Saved data entries

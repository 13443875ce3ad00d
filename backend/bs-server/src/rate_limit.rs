use crate::{ApiError, ApiResult};

use bs_config::RateLimitConfig;

use std::net::IpAddr;
use std::num::NonZeroU32;
use std::panic::Location;
use std::time::Duration;

use error_location::ErrorLocation;
use governor::{DefaultKeyedRateLimiter, Quota, RateLimiter};

/// Per-client limiter for the search endpoint, keyed by remote IP.
///
/// Each client gets a burst of `max_requests`, replenished evenly over
/// `window_secs`.
pub struct SearchRateLimiter {
    limiter: DefaultKeyedRateLimiter<IpAddr>,
    max_requests: u32,
    window_secs: u64,
}

impl SearchRateLimiter {
    pub fn new(config: &RateLimitConfig) -> Self {
        let burst = NonZeroU32::new(config.max_requests).unwrap_or(NonZeroU32::MIN);
        let period = Duration::from_secs(config.window_secs.max(1)) / burst.get();
        let quota = Quota::with_period(period)
            .unwrap_or_else(|| Quota::per_second(burst))
            .allow_burst(burst);

        Self {
            limiter: RateLimiter::keyed(quota),
            max_requests: burst.get(),
            window_secs: config.window_secs,
        }
    }

    /// Check if a request from `client` is allowed, returns error if rate limited
    #[track_caller]
    pub fn check(&self, client: IpAddr) -> ApiResult<()> {
        self.limiter.check_key(&client).map_err(|_| ApiError::RateLimited {
            max_requests: self.max_requests,
            window_secs: self.window_secs,
            location: ErrorLocation::from(Location::caller()),
        })
    }

    /// Forget clients whose bucket has refilled completely.
    pub fn retain_recent(&self) {
        self.limiter.retain_recent();
    }

    /// Number of clients currently tracked
    pub fn tracked_clients(&self) -> usize {
        self.limiter.len()
    }

    pub fn window(&self) -> Duration {
        Duration::from_secs(self.window_secs.max(1))
    }
}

Task details:
Output the entries exactly.

Result below:
repository 13443875ce3ad00d
filename backend/bs-server/src/rate_limit.rs
use crate::{ApiError, ApiResult};

use bs_config::RateLimitConfig;

use std::net::IpAddr;
use std::num::NonZeroU32;
use std::panic::Location;
use std::time::Duration;

use error_location::ErrorLocation;
use governor::{DefaultKeyedRateLimiter, Quota, RateLimiter};

/// Per-client limiter for the search endpoint, keyed by remote IP.
///
/// Each client gets a burst of `max_requests`, replenished evenly over
/// `window_secs`.
pub struct SearchRateLimiter {
    limiter: DefaultKeyedRateLimiter<IpAddr>,
    max_requests: u32,
    window_secs: u64,
}

impl SearchRateLimiter {
    pub fn new(config: &RateLimitConfig) -> Self {
        let burst = NonZeroU32::new(config.max_requests).unwrap_or(NonZeroU32::MIN);
        let period = Duration::from_secs(config.window_secs.max(1)) / burst.get();
        let quota = Quota::with_period(period)
            .unwrap_or_else(|| Quota::per_second(burst))
            .allow_burst(burst);

        Self {
            limiter: RateLimiter::keyed(quota),
            max_requests: burst.get(),
            window_secs: config.window_secs,
        }
    }

    /// Check if a request from `client` is allowed, returns error if rate limited
    #[track_caller]
    pub fn check(&self, client: IpAddr) -> ApiResult<()> {
        self.limiter.check_key(&client).map_err(|_| ApiError::RateLimited {
            max_requests: self.max_requests,
            window_secs: self.window_secs,
            location: ErrorLocation::from(Location::caller()),
        })
    }

    /// Forget clients whose bucket has refilled completely.
    pub fn retain_recent(&self) {
        self.limiter.retain_recent();
    }

    /// Number of clients currently tracked
    pub fn tracked_clients(&self) -> usize {
        self.limiter.len()
    }

    pub fn window(&self) -> Duration {
        Duration::from_secs(self.window_secs.max(1))
    }
}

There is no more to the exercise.